§ **DATASET CONTENT**
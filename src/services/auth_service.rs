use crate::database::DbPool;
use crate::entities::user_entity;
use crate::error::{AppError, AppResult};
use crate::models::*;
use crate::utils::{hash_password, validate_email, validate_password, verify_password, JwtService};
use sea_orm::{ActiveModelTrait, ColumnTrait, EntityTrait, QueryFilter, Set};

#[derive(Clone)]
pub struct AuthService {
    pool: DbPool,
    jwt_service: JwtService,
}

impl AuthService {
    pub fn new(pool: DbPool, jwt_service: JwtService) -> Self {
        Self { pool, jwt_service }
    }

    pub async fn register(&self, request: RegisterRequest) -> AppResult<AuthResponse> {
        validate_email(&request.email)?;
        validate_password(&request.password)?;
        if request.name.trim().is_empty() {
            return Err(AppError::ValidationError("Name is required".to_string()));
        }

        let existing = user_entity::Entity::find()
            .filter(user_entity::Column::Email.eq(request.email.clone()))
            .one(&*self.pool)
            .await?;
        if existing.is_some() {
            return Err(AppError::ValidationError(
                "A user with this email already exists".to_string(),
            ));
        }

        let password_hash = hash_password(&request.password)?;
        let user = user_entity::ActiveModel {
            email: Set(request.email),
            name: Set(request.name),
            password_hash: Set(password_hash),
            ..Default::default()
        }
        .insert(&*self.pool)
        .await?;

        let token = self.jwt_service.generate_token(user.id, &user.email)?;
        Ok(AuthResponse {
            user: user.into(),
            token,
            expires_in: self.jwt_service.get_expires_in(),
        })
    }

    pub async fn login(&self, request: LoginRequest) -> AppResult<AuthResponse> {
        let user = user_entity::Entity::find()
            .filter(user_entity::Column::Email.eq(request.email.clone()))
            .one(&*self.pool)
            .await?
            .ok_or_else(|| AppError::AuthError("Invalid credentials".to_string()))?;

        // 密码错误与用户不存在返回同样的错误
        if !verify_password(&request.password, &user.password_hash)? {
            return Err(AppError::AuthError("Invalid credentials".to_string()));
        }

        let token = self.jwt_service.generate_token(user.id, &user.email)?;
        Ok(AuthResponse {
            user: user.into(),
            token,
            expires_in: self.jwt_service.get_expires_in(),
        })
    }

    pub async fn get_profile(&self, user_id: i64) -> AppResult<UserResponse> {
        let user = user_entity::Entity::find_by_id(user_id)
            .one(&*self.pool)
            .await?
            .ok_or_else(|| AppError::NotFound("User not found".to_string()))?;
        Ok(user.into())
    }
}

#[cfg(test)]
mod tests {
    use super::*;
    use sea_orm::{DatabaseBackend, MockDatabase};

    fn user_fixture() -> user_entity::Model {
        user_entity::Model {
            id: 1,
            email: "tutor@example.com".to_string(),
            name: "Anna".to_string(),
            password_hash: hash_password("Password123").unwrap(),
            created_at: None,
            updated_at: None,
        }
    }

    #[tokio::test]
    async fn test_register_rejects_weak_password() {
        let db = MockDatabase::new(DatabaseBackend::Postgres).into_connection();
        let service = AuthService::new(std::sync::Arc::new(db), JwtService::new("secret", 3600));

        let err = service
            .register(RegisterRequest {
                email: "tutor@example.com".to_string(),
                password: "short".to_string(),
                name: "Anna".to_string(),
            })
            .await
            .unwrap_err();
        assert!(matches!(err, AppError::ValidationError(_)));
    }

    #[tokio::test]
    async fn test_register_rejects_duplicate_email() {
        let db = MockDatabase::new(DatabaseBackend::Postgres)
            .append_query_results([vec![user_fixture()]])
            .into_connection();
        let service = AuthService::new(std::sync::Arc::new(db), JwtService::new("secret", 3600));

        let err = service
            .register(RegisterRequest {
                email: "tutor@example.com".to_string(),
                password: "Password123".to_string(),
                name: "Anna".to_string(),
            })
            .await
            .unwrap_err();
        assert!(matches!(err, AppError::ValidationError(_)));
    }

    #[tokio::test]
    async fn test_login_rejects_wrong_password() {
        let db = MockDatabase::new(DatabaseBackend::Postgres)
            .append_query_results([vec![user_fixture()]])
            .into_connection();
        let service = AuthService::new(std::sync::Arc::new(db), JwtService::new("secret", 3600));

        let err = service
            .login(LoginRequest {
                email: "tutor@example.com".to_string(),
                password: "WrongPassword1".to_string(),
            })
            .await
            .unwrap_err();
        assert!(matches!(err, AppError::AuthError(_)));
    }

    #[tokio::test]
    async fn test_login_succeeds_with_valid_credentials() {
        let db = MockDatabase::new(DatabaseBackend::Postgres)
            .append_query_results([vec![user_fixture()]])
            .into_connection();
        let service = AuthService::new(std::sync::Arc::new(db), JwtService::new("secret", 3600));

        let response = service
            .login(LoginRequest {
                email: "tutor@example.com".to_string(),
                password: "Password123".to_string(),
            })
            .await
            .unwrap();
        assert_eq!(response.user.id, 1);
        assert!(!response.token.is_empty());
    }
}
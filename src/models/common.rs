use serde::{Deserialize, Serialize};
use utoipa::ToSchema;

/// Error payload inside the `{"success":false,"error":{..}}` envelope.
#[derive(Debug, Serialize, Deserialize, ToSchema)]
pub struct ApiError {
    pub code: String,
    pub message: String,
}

§ **TASK REQUIREMENTS**
Copy every line of the material above in which the string "AppResult" can be found.

§ **TASK RESPONSE**
use crate::error::{AppError, AppResult};
    pub async fn register(&self, request: RegisterRequest) -> AppResult<AuthResponse> {
    pub async fn login(&self, request: LoginRequest) -> AppResult<AuthResponse> {
    pub async fn get_profile(&self, user_id: i64) -> AppResult<UserResponse> {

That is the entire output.